P. Leonhard Maier LC

Mt 5,38-48
In jener Zeit sprach Jesus zu seinen Jüngern: Ihr habt gehört, dass gesagt worden ist: Auge für Auge und Zahn für Zahn. Ich aber sage euch: Leistet dem, der euch etwas Böses antut, keinen Widerstand, sondern wenn dich einer auf die rechte Wange schlägt, dann halt ihm auch die andere hin. Und wenn dich einer vor Gericht bringen will, um dir das Hemd wegzunehmen, dann lass ihm auch den Mantel. Und wenn dich einer zwingen will, eine Meile mit ihm zu gehen, dann geh zwei mit ihm. Wer dich bittet, dem gib, und wer von dir borgen will, den weise nicht ab. Ihr habt gehört, dass gesagt worden ist: Du sollst deinen Nächsten lieben und deinen Feind hassen. Ich aber sage euch: Liebt eure Feinde und betet für die, die euch verfolgen, damit ihr Söhne eures Vaters im Himmel werdet; denn er lässt seine Sonne aufgehen über Bösen und Guten, und er lässt regnen über Gerechte und Ungerechte. Wenn ihr nämlich nur die liebt, die euch lieben, welchen Lohn könnt ihr dafür erwarten? Tun das nicht auch die Zöllner? Und wenn ihr nur eure Brüder grüßt, was tut ihr damit Besonderes? Tun das nicht auch die Heiden? Ihr sollt also vollkommen sein, wie es auch euer himmlischer Vater ist.

Einführendes Gebet: Heiliger Geist, überschatte mich in dieser Gebetszeit! Du bist willkommen und ich strecke mich aus nach dir! Ich ersehne dich und deine Gaben.

Bitte: Beschenke mich mit deiner unendlichen Fülle, dreifaltiger Gott!

1. Freigebig leben. Der Märtyrerbischof Polykarp schien sein Leben einfach so weggeworfen zu haben; auf die Aufforderung des Prokonsuls Quadratus hin, das Christentum zu verleugnen, bot er diesem sogar noch einen Termin zur Unterweisung im christlichen Glauben an – falls er Interesse daran habe. Der Prokonsul lehnte ab und übergab ihn den Menschen, die ihn verbrennen sollten. Als sein Leib nicht verbrannte, sondern einen angenehmen Duft verströmte, wurde er erdolcht. Dieser Heilige lebte in einer solchen geistlichen Fülle, dass ihm niemand mit der Drohung, ihm etwas wegzunehmen, Furcht einjagen konnte. Wenn das Leben der Gnade mich erfüllt, kann mich kein Geschöpf mehr von Christus trennen: nicht die undankbaren Kinder, nicht die übergriffigen Eltern und nicht der mobbende Arbeitskollege. Gott allein genügt. Mit ihm habe ich die Kraft, ein siegreiches Opfer zu sein und nicht aufzuhören, die Menschen zu lieben.
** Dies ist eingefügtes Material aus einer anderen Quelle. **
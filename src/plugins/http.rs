//! HTTP/1.x request/response recognition.
//!
//! Grounded on `original_source/plugins/http.c`'s line-oriented CRLF scan:
//! the first line of a payload is matched against a fixed set of request
//! method prefixes or the `"HTTP"` response prefix, and a handful of
//! headers are copied into bounded buffers. `spec.md` §4.3.1 specifies
//! this plugin is stateless per packet (it doesn't reassemble TCP streams),
//! so each call inspects only the payload handed to it.

use serde::Serialize;

use crate::cache::record::FlowRecord;
use crate::plugins::{ActionFlags, FlowExtension, Plugin};
use crate::time::Timestamp;

const METHOD_MAX: usize = 10;
const URI_MAX: usize = 128;
const HOST_MAX: usize = 64;
const UA_MAX: usize = 128;
const REFERER_MAX: usize = 128;
const CONTENT_TYPE_MAX: usize = 32;

const REQUEST_PREFIXES: [&[u8]; 9] = [
    b"GET ", b"POST", b"PUT ", b"HEAD", b"DELE", b"TRAC", b"OPTI", b"CONN", b"PATC",
];
const RESPONSE_PREFIX: &[u8] = b"HTTP";

/// Caps at `max` *bytes* (matching the original's fixed-size `char[]`
/// buffers), not `max` Unicode scalars, truncating at the last valid UTF-8
/// boundary at or before that byte budget.
fn truncate_str(bytes: &[u8], max: usize) -> String {
    let lossy = String::from_utf8_lossy(bytes);
    let cut = floor_char_boundary(&lossy, max);
    lossy[..cut].to_string()
}

fn floor_char_boundary(s: &str, max: usize) -> usize {
    if max >= s.len() {
        return s.len();
    }
    let mut cut = max;
    while cut > 0 && !s.is_char_boundary(cut) {
        cut -= 1;
    }
    cut
}

/// Per-flow HTTP state, attached to a [`FlowRecord`] via
/// [`FlowExtension::Http`].
#[derive(Debug, Clone, Default, Serialize)]
pub struct HttpExtension {
    pub method: Option<String>,
    pub uri: Option<String>,
    pub host: Option<String>,
    pub user_agent: Option<String>,
    pub referer: Option<String>,
    pub status: Option<u16>,
    pub content_type: Option<String>,
    has_request: bool,
    has_response: bool,
}

fn split_lines(payload: &[u8]) -> impl Iterator<Item = &[u8]> {
    payload.split(|&b| b == b'\n').map(|line| {
        if line.last() == Some(&b'\r') {
            &line[..line.len() - 1]
        } else {
            line
        }
    })
}

fn header_value<'a>(line: &'a [u8], name: &[u8]) -> Option<&'a [u8]> {
    if line.len() <= name.len() || !line[..name.len()].eq_ignore_ascii_case(name) {
        return None;
    }
    let rest = &line[name.len()..];
    if rest.first() != Some(&b':') {
        return None;
    }
    let mut value = &rest[1..];
    while value.first() == Some(&b' ') {
        value = &value[1..];
    }
    Some(value)
}

fn parse_into(ext: &mut HttpExtension, payload: &[u8]) -> bool {
    let mut lines = split_lines(payload);
    let Some(first_line) = lines.next() else {
        return false;
    };

    let is_request = REQUEST_PREFIXES
        .iter()
        .any(|p| first_line.len() >= p.len() && &first_line[..p.len()] == *p);
    let is_response = first_line.len() >= RESPONSE_PREFIX.len() && &first_line[..RESPONSE_PREFIX.len()] == RESPONSE_PREFIX;

    if !is_request && !is_response {
        return false;
    }

    if is_request {
        let mut parts = first_line.splitn(3, |&b| b == b' ');
        if let Some(method) = parts.next() {
            ext.method = Some(truncate_str(method, METHOD_MAX));
        }
        if let Some(uri) = parts.next() {
            ext.uri = Some(truncate_str(uri, URI_MAX));
        }
    } else {
        let mut parts = first_line.splitn(3, |&b| b == b' ');
        parts.next();
        if let Some(code) = parts.next() {
            if let Ok(code_str) = std::str::from_utf8(code) {
                ext.status = code_str.trim().parse::<u16>().ok();
            }
        }
    }

    for line in lines {
        if line.is_empty() {
            break;
        }
        if let Some(v) = header_value(line, b"Host") {
            ext.host = Some(truncate_str(v, HOST_MAX));
        } else if let Some(v) = header_value(line, b"User-Agent") {
            ext.user_agent = Some(truncate_str(v, UA_MAX));
        } else if let Some(v) = header_value(line, b"Referer") {
            ext.referer = Some(truncate_str(v, REFERER_MAX));
        } else if let Some(v) = header_value(line, b"Content-Type") {
            ext.content_type = Some(truncate_str(v, CONTENT_TYPE_MAX));
        }
    }

    if is_request {
        ext.has_request = true;
    } else {
        ext.has_response = true;
    }
    true
}

#[derive(Debug, Default)]
pub struct HttpPlugin;

impl HttpPlugin {
    pub fn new() -> Self {
        Self
    }

    fn run(&self, plugin_id: usize, flow: &mut FlowRecord, payload: &[u8]) -> ActionFlags {
        let mut ext = match flow.extension(plugin_id) {
            Some(FlowExtension::Http(e)) => e.clone(),
            _ => HttpExtension::default(),
        };

        let mut lines = split_lines(payload);
        let Some(first_line) = lines.next() else {
            return ActionFlags::NONE;
        };
        let is_request = REQUEST_PREFIXES
            .iter()
            .any(|p| first_line.len() >= p.len() && &first_line[..p.len()] == *p);
        let is_response = first_line.len() >= RESPONSE_PREFIX.len() && &first_line[..RESPONSE_PREFIX.len()] == RESPONSE_PREFIX;

        // A second request or response seen on a flow that already
        // recorded one is a pipelined exchange; flush the existing flow
        // rather than overwrite its fields.
        let pipelined = (is_request && ext.has_request) || (is_response && ext.has_response);

        if !parse_into(&mut ext, payload) {
            return ActionFlags::NONE;
        }
        flow.set_extension(plugin_id, FlowExtension::Http(ext));

        if pipelined {
            ActionFlags::FLUSH
        } else {
            ActionFlags::NONE
        }
    }
}

impl Plugin for HttpPlugin {
    fn name(&self) -> &'static str {
        "http"
    }

    fn post_create(&self, plugin_id: usize, flow: &mut FlowRecord, payload: &[u8], _at: Timestamp) -> ActionFlags {
        self.run(plugin_id, flow, payload)
    }

    fn pre_update(&self, plugin_id: usize, flow: &mut FlowRecord, payload: &[u8], _at: Timestamp) -> ActionFlags {
        self.run(plugin_id, flow, payload)
    }
}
2. Dir zuhören. Vater, obwohl ich gewiss schon eine echte Beziehung zu dir habe, sind noch viele Fragen offen: Könnte ich vielleicht meine Aufgaben noch viel fruchtbarer für dein Reich erfüllen? Gebe ich dir schon den ersten Platz oder könnte unsere Beziehung nicht noch viel entschiedener von meiner Seite gelebt werden? Werde ich gerade kalt in der Liebe zu dir? – Wegen dieser Fragen genieße ich diese Gebetszeit mit dir. Ich kenne die Antwort noch nicht und höre jetzt gerne in die Stille hinein, um deine Antwort aufzunehmen. Bin ich schon so frei, dass ich dir das Steuerrad meines Lebens überlasse?
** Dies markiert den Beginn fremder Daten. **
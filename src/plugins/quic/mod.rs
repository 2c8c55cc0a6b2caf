//! QUIC Initial-packet inspection: header-protection removal, AEAD
//! decrypt, CRYPTO-frame reassembly, and a ClientHello SNI/UA pull.
//!
//! Grounded on `original_source/plugins/quic.c`'s pipeline end to end. Per
//! `spec.md` §4.3.3/§7, every step here is fallible and a failure at any
//! point simply means "no extension attached" - the packet itself is never
//! dropped, and no partial/garbage extension is ever stored.

pub mod crypto;
pub mod tls;

use serde::Serialize;

use crate::cache::record::FlowRecord;
use crate::plugins::varint::decode_varint;
use crate::plugins::{ActionFlags, FlowExtension, Plugin};
use crate::protocol::IpProtocol;
use crate::time::Timestamp;

use crypto::{derive_initial_keys, header_protection_mask, salt_for_version, decrypt_payload};
use tls::parse_client_hello;

const MAX_ASSEMBLY: usize = 1500;

/// Per-flow QUIC state, attached via [`FlowExtension::Quic`]. Only ever
/// populated from the first successfully decoded Initial packet; later
/// packets on the same flow are left alone.
#[derive(Debug, Clone, Serialize)]
pub struct QuicExtension {
    pub sni: Option<String>,
    pub google_ua: Option<String>,
    pub quic_version: u32,
}

/// Long-header Initial packet, per RFC 9000 §17.2: `1LLL LLLL | version(4)
/// | dcid_len(1) dcid | scid_len(1) scid | token_len(varint) token |
/// payload_len(varint) | packet_number(pn_len) | payload`. The first byte
/// is `1TT0 0000` with header-protection bits masking the low 4.
fn parse_initial(payload: &[u8]) -> Option<QuicExtension> {
    let first_byte = *payload.first()?;
    if first_byte & 0xB0 != 0x80 {
        return None;
    }

    let version = u32::from_be_bytes(payload.get(1..5)?.try_into().ok()?);

    let mut pos = 5;
    let dcid_len = usize::from(*payload.get(pos)?);
    pos += 1;
    let dcid = payload.get(pos..pos + dcid_len)?;
    pos += dcid_len;

    let scid_len = usize::from(*payload.get(pos)?);
    pos += 1 + scid_len;

    let (token_len, token_len_width) = decode_varint(&payload[pos..])?;
    pos += token_len_width + token_len as usize;

    let (payload_len, payload_len_width) = decode_varint(&payload[pos..])?;
    pos += payload_len_width;
    let payload_len = payload_len as usize;

    let pn_offset = pos;
    let header_before_pn = payload.get(..pn_offset)?;
    // RFC 9001 §5.4.2: the sample is taken 4 bytes after the start of the
    // packet-number field regardless of the field's actual (as-yet-unknown)
    // length.
    let sample: [u8; 16] = payload.get(pn_offset + 4..pn_offset + 20)?.try_into().ok()?;

    let salt = salt_for_version(version)?;
    // ClientHello traffic is always carried in a client-sent Initial.
    let keys = derive_initial_keys(&salt, dcid, true);
    let mask = header_protection_mask(&keys.hp, &sample);

    let unprotected_first_byte = first_byte ^ (mask[0] & 0x0F);
    let pn_len = usize::from(unprotected_first_byte & 0x03) + 1;
    if payload_len < pn_len {
        return None;
    }

    let mut pn_bytes = payload.get(pn_offset..pn_offset + pn_len)?.to_vec();
    for (i, b) in pn_bytes.iter_mut().enumerate() {
        *b ^= mask[i + 1];
    }
    let mut packet_number: u64 = 0;
    for &b in &pn_bytes {
        packet_number = (packet_number << 8) | u64::from(b);
    }

    let mut header = header_before_pn.to_vec();
    header[0] = unprotected_first_byte;
    header.extend_from_slice(&pn_bytes);

    let ciphertext_start = pn_offset + pn_len;
    let ciphertext_len = payload_len - pn_len;
    let ciphertext = payload.get(ciphertext_start..ciphertext_start + ciphertext_len)?;

    let decrypted = decrypt_payload(&keys.key, &keys.iv, packet_number, &header, ciphertext)?;
    let assembly = reassemble_crypto(&decrypted)?;
    let info = parse_client_hello(&assembly[4..])?;

    Some(QuicExtension {
        sni: info.server_name,
        google_ua: info.google_ua,
        quic_version: version,
    })
}

/// Walks the decrypted Initial payload's frames, copying every `CRYPTO`
/// frame's data into a 1500-byte assembly buffer at `offset + 4` (the
/// leading 4 bytes are never read back; they stand in for the TLS
/// handshake-record framing the original reassembler reserved room for).
/// Any frame type other than the ones enumerated here fails the whole
/// packet, per `spec.md` §4.3.3 step 6.
fn reassemble_crypto(decrypted: &[u8]) -> Option<Vec<u8>> {
    let mut assembly = vec![0u8; MAX_ASSEMBLY];
    let mut high_watermark = 0usize;
    let mut pos = 0usize;

    while pos < decrypted.len() {
        let frame_type = decrypted[pos];
        pos += 1;
        match frame_type {
            0x00 | 0x01 => {} // PADDING, PING: no frame body.
            0x02 | 0x03 => {
                let (_largest_ack, n) = decode_varint(&decrypted[pos..])?;
                pos += n;
                let (_ack_delay, n) = decode_varint(&decrypted[pos..])?;
                pos += n;
                let (range_count, n) = decode_varint(&decrypted[pos..])?;
                pos += n;
                let (_first_range, n) = decode_varint(&decrypted[pos..])?;
                pos += n;
                for _ in 0..range_count {
                    let (_gap, n) = decode_varint(&decrypted[pos..])?;
                    pos += n;
                    let (_len, n) = decode_varint(&decrypted[pos..])?;
                    pos += n;
                }
                if frame_type == 0x03 {
                    for _ in 0..3 {
                        let (_count, n) = decode_varint(&decrypted[pos..])?;
                        pos += n;
                    }
                }
            }
            0x06 => {
                let (offset, n) = decode_varint(&decrypted[pos..])?;
                pos += n;
                let (length, n) = decode_varint(&decrypted[pos..])?;
                pos += n;
                let length = length as usize;
                let data = decrypted.get(pos..pos + length)?;
                pos += length;

                let start = (offset as usize).checked_add(4)?;
                let end = start.checked_add(length)?;
                if end > MAX_ASSEMBLY {
                    return None;
                }
                assembly[start..end].copy_from_slice(data);
                high_watermark = high_watermark.max(end);
            }
            0x1c => {
                let (_error_code, n) = decode_varint(&decrypted[pos..])?;
                pos += n;
                let (_frame_type, n) = decode_varint(&decrypted[pos..])?;
                pos += n;
                let (reason_len, n) = decode_varint(&decrypted[pos..])?;
                pos += n + reason_len as usize;
            }
            _ => return None,
        }
    }

    if high_watermark <= 4 {
        return None;
    }
    assembly.truncate(high_watermark);
    Some(assembly)
}

#[derive(Debug, Default)]
pub struct QuicPlugin;

impl QuicPlugin {
    pub fn new() -> Self {
        Self
    }

    fn run(&self, plugin_id: usize, flow: &mut FlowRecord, payload: &[u8]) -> ActionFlags {
        if flow.protocol != IpProtocol::Udp || flow.extension(plugin_id).is_some() {
            return ActionFlags::NONE;
        }
        if let Some(ext) = parse_initial(payload) {
            flow.set_extension(plugin_id, FlowExtension::Quic(ext));
        }
        ActionFlags::NONE
    }
}

impl Plugin for QuicPlugin {
    fn name(&self) -> &'static str {
        "quic"
    }

    fn post_create(&self, plugin_id: usize, flow: &mut FlowRecord, payload: &[u8], _at: Timestamp) -> ActionFlags {
        self.run(plugin_id, flow, payload)
    }

    fn pre_update(&self, plugin_id: usize, flow: &mut FlowRecord, payload: &[u8], _at: Timestamp) -> ActionFlags {
        self.run(plugin_id, flow, payload)
    }
}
3. Was habe ich der Welt zu bieten? Die Welt mit all ihrem Pomp kann mir eigentlich nichts geben. Nur Christus macht glücklich. Ja, wir veranstalten mit großer Begeisterung Events, halten mit Elan an unserer Sendung fest. Doch haben wir wirklich ein tiefes inneres Leben? Sind wir Männer und Frauen des Gebets? Haben wir wirklich der Welt etwas zu bieten, oder sind das einfach nur leere Worte? Im Gebet erkämpfe ich mir das, was ich dann freigiebig austeilen kann. Deshalb ist diese tägliche Zeit für das Zusammensein mit Gott heilig.
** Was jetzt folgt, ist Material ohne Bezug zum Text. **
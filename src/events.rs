//! Flow lifecycle event hooks.
//!
//! An `Arc<dyn Fn(&FlowEvent) + Send + Sync + 'static>` hook registry,
//! fired on flow creation, export, and the conflict-split/tunnel-remainder
//! recursion points in `add_packet`.

use std::fmt;
use std::sync::Arc;

use crate::time::Timestamp;

/// Reason a flow was exported, attached to [`FlowEvent::Exported`].
#[derive(Debug, Clone, Copy, PartialEq, Eq)]
pub enum ExportReason {
    /// A plugin's `post_create`/`pre_update` returned `FLUSH`.
    PluginFlush,
    /// A plugin's `pre_update` returned `EXPORT` (no reinsertion).
    PluginExport,
    /// A full cache line evicted its tail slot to make room.
    LineFull,
    /// `ts.sec - flow.first.sec >= active_timeout`.
    ActiveTimeout,
    /// Picked up by the throttled inactive scan.
    InactiveScan,
    /// `export_all()` drained the cache (shutdown).
    Drain,
}

/// A flow-cache lifecycle event, delivered to registered hooks.
#[derive(Debug, Clone)]
pub enum FlowEvent {
    /// A new flow record was created for a previously-unseen key.
    Created { flow_id: u64, at: Timestamp },
    /// A flow record was exported and its slot released.
    Exported {
        flow_id: u64,
        reason: ExportReason,
        at: Timestamp,
    },
    /// `add_packet` detected a header-type conflict and is recursing into
    /// the conflicting header's remainder as a fresh, parent-less packet.
    ConflictSplit { at: Timestamp },
    /// A trailing tunnel remainder is being processed with `parent_id`
    /// set to the enclosing flow's hash.
    TunnelRemainder { parent_id: u64, at: Timestamp },
}

/// A hook invoked for every [`FlowEvent`].
pub type FlowHook = Arc<dyn Fn(&FlowEvent) + Send + Sync + 'static>;

/// A registry of flow-event hooks, fired in registration order.
#[derive(Default, Clone)]
pub struct FlowHooks {
    hooks: Vec<FlowHook>,
}

impl FlowHooks {
    pub fn new() -> Self {
        Self { hooks: Vec::new() }
    }

    /// Register a new hook. Hooks are fired in the order they were
    /// registered, and never unregistered once added.
    pub fn register<F>(&mut self, hook: F)
    where
        F: Fn(&FlowEvent) + Send + Sync + 'static,
    {
        self.hooks.push(Arc::new(hook));
    }

    /// Fire every registered hook with the given event.
    pub fn trigger(&self, event: &FlowEvent) {
        for hook in &self.hooks {
            hook(event);
        }
    }

    pub fn len(&self) -> usize {
        self.hooks.len()
    }

    pub fn is_empty(&self) -> bool {
        self.hooks.is_empty()
    }
}

impl fmt::Debug for FlowHooks {
    fn fmt(&self, f: &mut fmt::Formatter<'_>) -> fmt::Result {
        f.debug_struct("FlowHooks")
            .field("hooks", &format!("{} hooks", self.hooks.len()))
            .finish()
    }
}

#[cfg(test)]
mod tests {
    use super::*;
    use std::sync::atomic::{AtomicUsize, Ordering};

    #[test]
    fn hooks_fire_in_registration_order() {
        let mut hooks = FlowHooks::new();
        let order = Arc::new(std::sync::Mutex::new(Vec::new()));

        let o1 = order.clone();
        hooks.register(move |_event| o1.lock().unwrap().push(1));
        let o2 = order.clone();
        hooks.register(move |_event| o2.lock().unwrap().push(2));

        hooks.trigger(&FlowEvent::Created {
            flow_id: 42,
            at: Timestamp::ZERO,
        });

        assert_eq!(*order.lock().unwrap(), vec![1, 2]);
    }

    #[test]
    fn empty_registry_reports_empty() {
        let hooks = FlowHooks::new();
        assert!(hooks.is_empty());
        assert_eq!(hooks.len(), 0);
    }

    #[test]
    fn trigger_counts_calls() {
        let mut hooks = FlowHooks::new();
        let count = Arc::new(AtomicUsize::new(0));
        let c = count.clone();
        hooks.register(move |_| {
            c.fetch_add(1, Ordering::Relaxed);
        });

        let event = FlowEvent::Exported {
            flow_id: 0,
            reason: ExportReason::Drain,
            at: Timestamp::ZERO,
        };
        for _ in 0..3 {
            hooks.trigger(&event);
        }
        assert_eq!(count.load(Ordering::Relaxed), 3);
    }
}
Gespräch mit Christus: Christus, wie schön sind diese großzügigen Menschen, die sich verschenken! Solche Menschen geben mir das Gefühl, dass ich wertvoll bin. Solche Menschen sind wie du geworden, Jesus. Gib mir für den heutigen Tag ein Herz, das sich wie das deine verschenkt!

Vorsatz: Heute will ich jemandem ein extra großzügiges Trinkgeld oder auch mehr Zeit schenken, als er/sie sich erwartet hätte.